This study provides important empirical evidence on the effects of job stress and public service motivation on job performance among healthcare workers in Chinese public hospitals. Job performance may be raised by limiting hindrance stress, which provides moderate challenge stress and increases public service motivation.

Keywords

Challenge stress Hindrance stress Public service motivation Job performance Quality of healthcare Big data 

Abbreviations

PSM

Public service motivation

SEM

Structural equation modeling

Introduction

Job stress can be defined as an individual’s response to external stimuli in the environment. Recent studies have indicated that job stress has a major effect on individual physiology, psychology, and behavior [1, 2, 3], e.g., job performance [4]. However, previous studies have mostly focused on the negative effects of job stress on performance [5], which argue that higher pressures can make individuals perform less effectively on tasks that call for tolerance and concentration [6], subsequently resulting in lower productivity and job quality [5]. Following the development of positive psychology, Cavanaugh indicates that job stress can be divided into two dimensions: hindrance stress and challenge stress [7]. Challenge stress refers to the job stress that individuals feel that they can overcome and that benefits their career development, such as job load, job responsibility, and time urgency. Meanwhile, hindrance stress refers to the stress that individuals feel they cannot overcome and that prevents their career development, such as role conflict, organizational politics, and work insecurity [8]. Although recent studies have paid attention to the positive effects of job stress, most of them have been theoretical and qualitative [9]. Therefore, this study examines the impact of hindrance stress and challenge stress on job performance among healthcare workers in Chinese public hospitals, which responds to the call for more studies on different types of job stress [10] and provides empirical evidence of the differences in the effects of these stresses on job performance.

Previous studies have shown that job stress can indirectly affect job performance through mediator variables.

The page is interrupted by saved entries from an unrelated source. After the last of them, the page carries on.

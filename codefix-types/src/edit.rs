//! Edit model: text edits, per-file bundles, and named fixes.

use camino::Utf8PathBuf;
use serde::{Deserialize, Serialize};
use thiserror::Error;

/// A 1-based line/column position. Columns count `char`s.
#[derive(Debug, Clone, Copy, PartialEq, Eq, PartialOrd, Ord, Hash, Serialize, Deserialize)]
#[serde(rename_all = "PascalCase")]
pub struct Position {
    pub line: u32,
    pub column: u32,
}

impl Position {
    pub const START: Position = Position { line: 1, column: 1 };

    pub fn new(line: u32, column: u32) -> Self {
        Self { line, column }
    }

    /// Position reached after walking `text` from `self`.
    pub fn advance(self, text: &str) -> Position {
        let mut pos = self;
        for ch in text.chars() {
            if ch == '\n' {
                pos.line += 1;
                pos.column = 1;
            } else {
                pos.column += 1;
            }
        }
        pos
    }
}

/// A single replacement region in a document.
///
/// The range is `[start, end)` in the coordinates of the text the edit was computed against.
#[derive(Debug, Clone, PartialEq, Eq, Serialize, Deserialize)]
#[serde(rename_all = "PascalCase")]
pub struct TextEdit {
    text: String,
    start_line: u32,
    end_line: u32,
    start_column: u32,
    end_column: u32,
}

impl TextEdit {
    pub fn new(text: impl Into<String>, start: Position, end: Position) -> Self {
        Self {
            text: text.into(),
            start_line: start.line,
            end_line: end.line,
            start_column: start.column,
            end_column: end.column,
        }
    }

    /// Edit that replaces the whole of `old` with `new`.
    pub fn replace_all(old: &str, new: impl Into<String>) -> Self {
        Self::new(new, Position::START, Position::START.advance(old))
    }

    pub fn text(&self) -> &str {
        &self.text
    }

    pub fn start(&self) -> Position {
        Position::new(self.start_line, self.start_column)
    }

    pub fn end(&self) -> Position {
        Position::new(self.end_line, self.end_column)
    }

    pub fn start_line(&self) -> u32 {
        self.start_line
    }

    pub fn end_line(&self) -> u32 {
        self.end_line
    }

    pub fn start_column(&self) -> u32 {
        self.start_column
    }

    pub fn end_column(&self) -> u32 {
        self.end_column
    }
}

/// Edits for one file, in the order the applier produced them.
///
/// Callers must not assume the edits are sorted by position.
#[derive(Debug, Clone, PartialEq, Eq, Serialize, Deserialize)]
#[serde(rename_all = "PascalCase")]
pub struct FileEditBundle {
    pub file_name: Utf8PathBuf,
    #[serde(default)]
    pub edits: Vec<TextEdit>,
}

/// One candidate remedy for one diagnostic.
#[derive(Debug, Clone, PartialEq, Eq, Serialize, Deserialize)]
#[serde(rename_all = "PascalCase")]
pub struct NamedFix {
    pub message: String,
    #[serde(default)]
    pub file_edits: Vec<FileEditBundle>,
}

impl NamedFix {
    /// A fix that exists but whose edits could not be computed.
    pub fn title_only(message: impl Into<String>) -> Self {
        Self {
            message: message.into(),
            file_edits: vec![],
        }
    }

    pub fn edit_count(&self) -> usize {
        self.file_edits.iter().map(|b| b.edits.len()).sum()
    }
}

#[derive(Debug, Clone, PartialEq, Eq, Error)]
pub enum TextEditError {
    #[error("invalid position {line}:{column} (lines and columns are 1-based)")]
    InvalidPosition { line: u32, column: u32 },

    #[error("position {line}:{column} is outside the document")]
    OutOfRange { line: u32, column: u32 },

    #[error("edit ends before it starts at {line}:{column}")]
    Inverted { line: u32, column: u32 },

    #[error("edits overlap at {line}:{column}")]
    Overlap { line: u32, column: u32 },
}

/// Apply edits that were all computed against `text`.
///
/// Edits may be given in any order but must not overlap. Insertions at the same
/// position are applied in the order given.
pub fn apply_text_edits(text: &str, edits: &[TextEdit]) -> Result<String, TextEditError> {
    let index = LineIndex::new(text);

    let mut spans = Vec::with_capacity(edits.len());
    for edit in edits {
        let start = index.offset(edit.start())?;
        let end = index.offset(edit.end())?;
        if end < start {
            return Err(TextEditError::Inverted {
                line: edit.start_line,
                column: edit.start_column,
            });
        }
        spans.push((start, end, edit));
    }
    spans.sort_by_key(|(start, end, _)| (*start, *end));

    let mut out = String::with_capacity(text.len());
    let mut cursor = 0usize;
    for (start, end, edit) in spans {
        if start < cursor {
            return Err(TextEditError::Overlap {
                line: edit.start_line,
                column: edit.start_column,
            });
        }
        out.push_str(&text[cursor..start]);
        out.push_str(&edit.text);
        cursor = end;
    }
    out.push_str(&text[cursor..]);
    Ok(out)
}

/// Byte offset of `pos` in `text`.
pub fn position_offset(text: &str, pos: Position) -> Result<usize, TextEditError> {
    LineIndex::new(text).offset(pos)
}

/// The text between two positions, if both address `text`.
pub fn text_between(text: &str, start: Position, end: Position) -> Result<&str, TextEditError> {
    let index = LineIndex::new(text);
    let from = index.offset(start)?;
    let to = index.offset(end)?;
    if to < from {
        return Err(TextEditError::Inverted {
            line: start.line,
            column: start.column,
        });
    }
    Ok(&text[from..to])
}

/// Byte offsets of line starts, used to turn positions into offsets.
struct LineIndex<'a> {
    text: &'a str,
    starts: Vec<usize>,
}

impl<'a> LineIndex<'a> {
    fn new(text: &'a str) -> Self {
        let mut starts = vec![0];
        starts.extend(text.match_indices('\n').map(|(i, _)| i + 1));
        Self { text, starts }
    }

    fn offset(&self, pos: Position) -> Result<usize, TextEditError> {
        if pos.line == 0 || pos.column == 0 {
            return Err(TextEditError::InvalidPosition {
                line: pos.line,
                column: pos.column,
            });
        }
        let out_of_range = TextEditError::OutOfRange {
            line: pos.line,
            column: pos.column,
        };

        let idx = (pos.line - 1) as usize;
        let Some(&line_start) = self.starts.get(idx) else {
            return Err(out_of_range);
        };
        let line_end = match self.starts.get(idx + 1) {
            Some(next) => next - 1,
            None => self.text.len(),
        };

        let line = &self.text[line_start..line_end];
        let wanted = (pos.column - 1) as usize;
        match line.char_indices().nth(wanted) {
            Some((i, _)) => Ok(line_start + i),
            None if line.chars().count() == wanted => Ok(line_end),
            None => Err(out_of_range),
        }
    }
}
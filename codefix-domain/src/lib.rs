//! Domain logic: match diagnostics to fix providers and turn their candidate fixes into edits.
//!
//! This crate owns *which* providers run and how their failures are contained. It does not own how
//! snapshots are diffed; that's the `codefix-edit` crate.

mod engine;
mod ports;
mod provider;
mod providers;
mod registry;

pub use engine::{FixEngine, FixResolution, ProviderOutcome, RegisteredFix};
pub use ports::{BuiltinProviders, ProjectModel, ProviderSource};
pub use provider::{CandidateFix, FixContext, FixProvider, FixTarget};
pub use providers::{EmptyStatementProvider, TrailingWhitespaceProvider, builtin_providers};
pub use registry::{ProviderDescriptor, ProviderRegistry, RegistryError};
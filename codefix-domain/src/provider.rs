use std::collections::BTreeSet;

use camino::Utf8Path;
use codefix_edit::{CancelSignal, CodeOperation, Document, OpFut, ProjectSnapshot};
use codefix_types::diagnostic::SourceSpan;
use codefix_types::response::DiagnosticLocation;

/// The diagnostic a provider is asked to fix.
#[derive(Debug, Clone, PartialEq, Eq)]
pub struct FixTarget {
    pub diagnostic_id: String,
    pub message: String,
    pub span: SourceSpan,
}

impl From<&DiagnosticLocation> for FixTarget {
    fn from(location: &DiagnosticLocation) -> Self {
        Self {
            diagnostic_id: location.id.clone(),
            message: location.text.clone(),
            span: location.span(),
        }
    }
}

/// A source of automated fixes for a set of rules.
///
/// Implementations are untrusted: errors and panics are contained by the engine.
pub trait FixProvider: Send + Sync {
    fn id(&self) -> &str;

    fn fixable_diagnostic_ids(&self) -> BTreeSet<String>;

    /// Register zero or more candidate fixes on `ctx`.
    fn register_fixes<'a>(&'a self, ctx: &'a mut FixContext) -> OpFut<'a, ()>;
}

/// One proposed remedy. Operations are computed lazily.
pub trait CandidateFix: Send + Sync {
    fn title(&self) -> &str;

    fn equivalence_key(&self) -> Option<&str> {
        None
    }

    /// Identifier used to run this fix later: the equivalence key, else the title.
    fn identifier(&self) -> &str {
        self.equivalence_key().unwrap_or_else(|| self.title())
    }

    fn operations<'a>(
        &'a self,
        snapshot: &'a ProjectSnapshot,
        cancel: &'a CancelSignal,
    ) -> OpFut<'a, Vec<CodeOperation>>;
}

/// Invocation context scoped to one diagnostic and its document.
pub struct FixContext {
    target: FixTarget,
    document: Document,
    snapshot: ProjectSnapshot,
    cancel: CancelSignal,
    fixes: Vec<Box<dyn CandidateFix>>,
}

impl FixContext {
    pub fn new(
        target: FixTarget,
        document: Document,
        snapshot: ProjectSnapshot,
        cancel: CancelSignal,
    ) -> Self {
        Self {
            target,
            document,
            snapshot,
            cancel,
            fixes: Vec::new(),
        }
    }

    pub fn target(&self) -> &FixTarget {
        &self.target
    }

    pub fn diagnostic_id(&self) -> &str {
        &self.target.diagnostic_id
    }

    pub fn span(&self) -> &SourceSpan {
        &self.target.span
    }

    pub fn document(&self) -> &Document {
        &self.document
    }

    pub fn snapshot(&self) -> &ProjectSnapshot {
        &self.snapshot
    }

    pub fn cancel(&self) -> &CancelSignal {
        &self.cancel
    }

    /// Directory of the diagnostic's file, used for documents the fix adds.
    pub fn document_directory(&self) -> Option<&Utf8Path> {
        self.target.span.file_name.parent()
    }

    pub fn register(&mut self, fix: impl CandidateFix + 'static) {
        self.fixes.push(Box::new(fix));
    }

    pub(crate) fn into_fixes(self) -> Vec<Box<dyn CandidateFix>> {
        self.fixes
    }
}
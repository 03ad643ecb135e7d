//! Property tests for response merging.

use codefix_core::aggregate::{AggregateResponse, merge_all};
use codefix_types::diagnostic::LogLevel;
use codefix_types::edit::NamedFix;
use codefix_types::response::{CodeCheckResponse, DiagnosticKey, DiagnosticLocation};
use proptest::prelude::*;

fn arb_location() -> impl Strategy<Value = DiagnosticLocation> {
    ("[A-C]\\.cs", "R[0-9]", 1u32..50, 1u32..80, 0usize..3).prop_map(
        |(file, id, line, column, fixes)| DiagnosticLocation {
            file_name: file.into(),
            line,
            column,
            end_line: line,
            end_column: column + 1,
            text: String::new(),
            id,
            log_level: LogLevel::Warning,
            tags: vec![],
            projects: vec![],
            additional_locations: vec![],
            original: DiagnosticKey::default(),
            fixes: (0..fixes)
                .map(|i| NamedFix::title_only(format!("fix {i}")))
                .collect(),
        },
    )
}

fn arb_response() -> impl Strategy<Value = CodeCheckResponse> {
    prop::collection::vec(arb_location(), 0..5).prop_map(|quick_fixes| CodeCheckResponse {
        quick_fixes,
    })
}

proptest! {
    #[test]
    fn merge_is_associative(a in arb_response(), b in arb_response(), c in arb_response()) {
        let left = a.clone().merge(b.clone()).merge(c.clone());
        let right = a.merge(b.merge(c));
        prop_assert_eq!(left, right);
    }

    #[test]
    fn empty_is_identity(a in arb_response()) {
        prop_assert_eq!(CodeCheckResponse::empty().merge(a.clone()), a.clone());
        prop_assert_eq!(a.clone().merge(CodeCheckResponse::empty()), a);
    }

    #[test]
    fn counts_add_up(shards in prop::collection::vec(arb_response(), 0..6)) {
        let locations: usize = shards.iter().map(|s| s.quick_fixes.len()).sum();
        let fixes: usize = shards.iter().map(CodeCheckResponse::fix_count).sum();

        let merged = merge_all(shards);
        prop_assert_eq!(merged.quick_fixes.len(), locations);
        prop_assert_eq!(merged.fix_count(), fixes);
    }
}
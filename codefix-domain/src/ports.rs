use std::sync::Arc;

use camino::Utf8Path;
use codefix_edit::{Document, LiveProject, OpFut, ProjectSnapshot, SnapshotVersion};

use crate::provider::FixProvider;
use crate::providers::builtin_providers;

/// Supplies the providers registered at startup.
pub trait ProviderSource {
    fn providers(&self) -> Vec<Arc<dyn FixProvider>>;
}

/// The providers that ship with codefix.
#[derive(Debug, Clone, Copy, Default)]
pub struct BuiltinProviders;

impl ProviderSource for BuiltinProviders {
    fn providers(&self) -> Vec<Arc<dyn FixProvider>> {
        builtin_providers()
    }
}

/// The host's project model.
///
/// codefix-domain only reads from it; publishing is driven by the request pipelines.
pub trait ProjectModel: LiveProject {
    /// Wait until the project around `file` is fully loaded.
    ///
    /// Returns `None` when the file is not part of any loaded project.
    fn wait_for_fully_loaded<'a>(&'a self, file: &'a Utf8Path) -> OpFut<'a, Option<Document>>;

    /// Replace the live snapshot with `snapshot`.
    ///
    /// Returns false when the live snapshot is no longer `base`, i.e. someone else changed it.
    fn publish(&self, base: SnapshotVersion, snapshot: ProjectSnapshot) -> bool;
}
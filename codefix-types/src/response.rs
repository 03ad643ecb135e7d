//! Request and response payloads exposed by the fix service.

use camino::Utf8PathBuf;
use serde::{Deserialize, Serialize};

use crate::diagnostic::{LogLevel, SourceSpan};
use crate::edit::{FileEditBundle, NamedFix};

/// Index of a diagnostic within one request's flattened batch.
///
/// Only meaningful inside the request that assigned it.
#[derive(Debug, Clone, Copy, PartialEq, Eq, PartialOrd, Ord, Hash, Default)]
pub struct DiagnosticKey(pub usize);

/// The addressable output unit: a diagnostic position plus its resolved fixes.
#[derive(Debug, Clone, PartialEq, Eq, Serialize, Deserialize)]
#[serde(rename_all = "PascalCase")]
pub struct DiagnosticLocation {
    pub file_name: Utf8PathBuf,
    pub line: u32,
    pub column: u32,
    pub end_line: u32,
    pub end_column: u32,

    /// Diagnostic message.
    #[serde(default)]
    pub text: String,

    /// Rule identifier.
    pub id: String,

    #[serde(default)]
    pub log_level: LogLevel,

    #[serde(default, skip_serializing_if = "Vec::is_empty")]
    pub tags: Vec<String>,

    #[serde(default, skip_serializing_if = "Vec::is_empty")]
    pub projects: Vec<String>,

    #[serde(default, skip_serializing_if = "Vec::is_empty")]
    pub additional_locations: Vec<SourceSpan>,

    #[serde(skip)]
    pub original: DiagnosticKey,

    #[serde(default)]
    pub fixes: Vec<NamedFix>,
}

impl DiagnosticLocation {
    pub fn span(&self) -> SourceSpan {
        SourceSpan {
            file_name: self.file_name.clone(),
            line: self.line,
            column: self.column,
            end_line: self.end_line,
            end_column: self.end_column,
            text: None,
        }
    }
}

/// Response for the code-check-with-fixes endpoint.
#[derive(Debug, Clone, Default, PartialEq, Eq, Serialize, Deserialize)]
#[serde(rename_all = "PascalCase")]
pub struct CodeCheckResponse {
    #[serde(default)]
    pub quick_fixes: Vec<DiagnosticLocation>,
}

impl CodeCheckResponse {
    pub fn fix_count(&self) -> usize {
        self.quick_fixes.iter().map(|l| l.fixes.len()).sum()
    }
}

/// A fix that can be run by identifier, without its edits.
#[derive(Debug, Clone, PartialEq, Eq, Serialize, Deserialize)]
#[serde(rename_all = "PascalCase")]
pub struct AvailableFix {
    pub identifier: String,
    pub title: String,
    pub diagnostic_id: String,
}

#[derive(Debug, Clone, Default, PartialEq, Eq, Serialize, Deserialize)]
#[serde(rename_all = "PascalCase")]
pub struct AvailableFixesResponse {
    #[serde(default)]
    pub code_actions: Vec<AvailableFix>,
}

/// Request to materialize (and optionally apply) one fix.
#[derive(Debug, Clone, PartialEq, Eq, Serialize, Deserialize)]
#[serde(rename_all = "PascalCase")]
pub struct RunFixRequest {
    pub file_name: Utf8PathBuf,
    pub identifier: String,

    #[serde(default = "default_true")]
    pub wants_text_changes: bool,

    #[serde(default)]
    pub wants_all_operations: bool,

    #[serde(default)]
    pub apply_immediately: bool,
}

fn default_true() -> bool {
    true
}

impl RunFixRequest {
    pub fn new(file_name: impl Into<Utf8PathBuf>, identifier: impl Into<String>) -> Self {
        Self {
            file_name: file_name.into(),
            identifier: identifier.into(),
            wants_text_changes: true,
            wants_all_operations: false,
            apply_immediately: false,
        }
    }
}

#[derive(Debug, Clone, Default, PartialEq, Eq, Serialize, Deserialize)]
#[serde(rename_all = "PascalCase")]
pub struct RunFixResponse {
    #[serde(default)]
    pub file_edits: Vec<FileEditBundle>,

    #[serde(default, skip_serializing_if = "Vec::is_empty")]
    pub opened: Vec<Utf8PathBuf>,
}
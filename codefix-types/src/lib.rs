//! Shared DTOs (schemas-as-code) for the codefix workspace.
//!
//! # Design constraints
//! - These types cross the host boundary as JSON; field names follow the host's
//!   PascalCase contract.
//! - Lines and columns are 1-based, columns count `char`s, end positions are exclusive.
//! - Prefer adding optional fields over changing semantics.

pub mod diagnostic;
pub mod edit;
pub mod response;

/// Request endpoint names exposed to the host's router.
pub mod endpoints {
    pub const CODE_CHECK_WITH_FIXES: &str = "/codefix/codecheckwithfixes";
    pub const AVAILABLE_FIXES: &str = "/codefix/fixes";
    pub const RUN_FIX: &str = "/codefix/runfix";
}
//! Transport-free settings for the fix service.

use camino::Utf8PathBuf;
use codefix_diagnostics::RuleLevels;

#[derive(Debug, Clone)]
pub struct ServiceSettings {
    pub project_root: Utf8PathBuf,

    // Concurrency
    pub max_concurrent_diagnostics: usize,
    pub max_concurrent_files: usize,

    // Rules
    pub rules: RuleLevels,
}

impl Default for ServiceSettings {
    fn default() -> Self {
        Self {
            project_root: Utf8PathBuf::from("."),
            max_concurrent_diagnostics: 4,
            max_concurrent_files: 4,
            rules: RuleLevels::default(),
        }
    }
}
//! Port traits abstracting the host away from the pipelines.

use camino::Utf8PathBuf;
use codefix_edit::OpFut;
use codefix_types::diagnostic::DocumentDiagnostics;

pub use codefix_domain::{ProjectModel, ProviderSource};
pub use codefix_edit::LiveProject;

/// Source of diagnostics from the external rule engine.
pub trait DiagnosticSource: Send + Sync {
    /// Diagnostics for `files`, or for every tracked file when `None`.
    fn get_diagnostics<'a>(
        &'a self,
        files: Option<&'a [Utf8PathBuf]>,
    ) -> OpFut<'a, Vec<DocumentDiagnostics>>;
}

Job satisfaction is mainly considered as the mediator [11]. Indeed, few studies have examined the mediating effect of other specific motivation constructs that inspire individual performance [12]. For example, public service motivation (PSM) denotes the idea of commitment to the public service, pursuit of the public interest, and the desire to perform work that is worthwhile to society [13]. Unlike job satisfaction, which is often regarded as a work-related emotion variable, PSM is an intrinsic predisposition to do good for others and society [14]. Goleman indicates that emotions move us to goal achievement, while motives shape our desires and actions [15]. Previous studies have investigated the positive relationship between PSM, job satisfaction, and job performance [16, 17]. It has also been found that when individuals are exposed to higher pressures, they will become less sensitive to others which is manifested in a decrease of helping and an increase in aggression [6, 18]. Therefore, this study introduces PSM and explores the mediating role that it plays in the relationship between job stress and job performance, which contributes to the development of the study of the mediator between job stress and performance, and answers the call for more studies of the effect of PSM on other psychological constructs and work-related outcomes [14, 16].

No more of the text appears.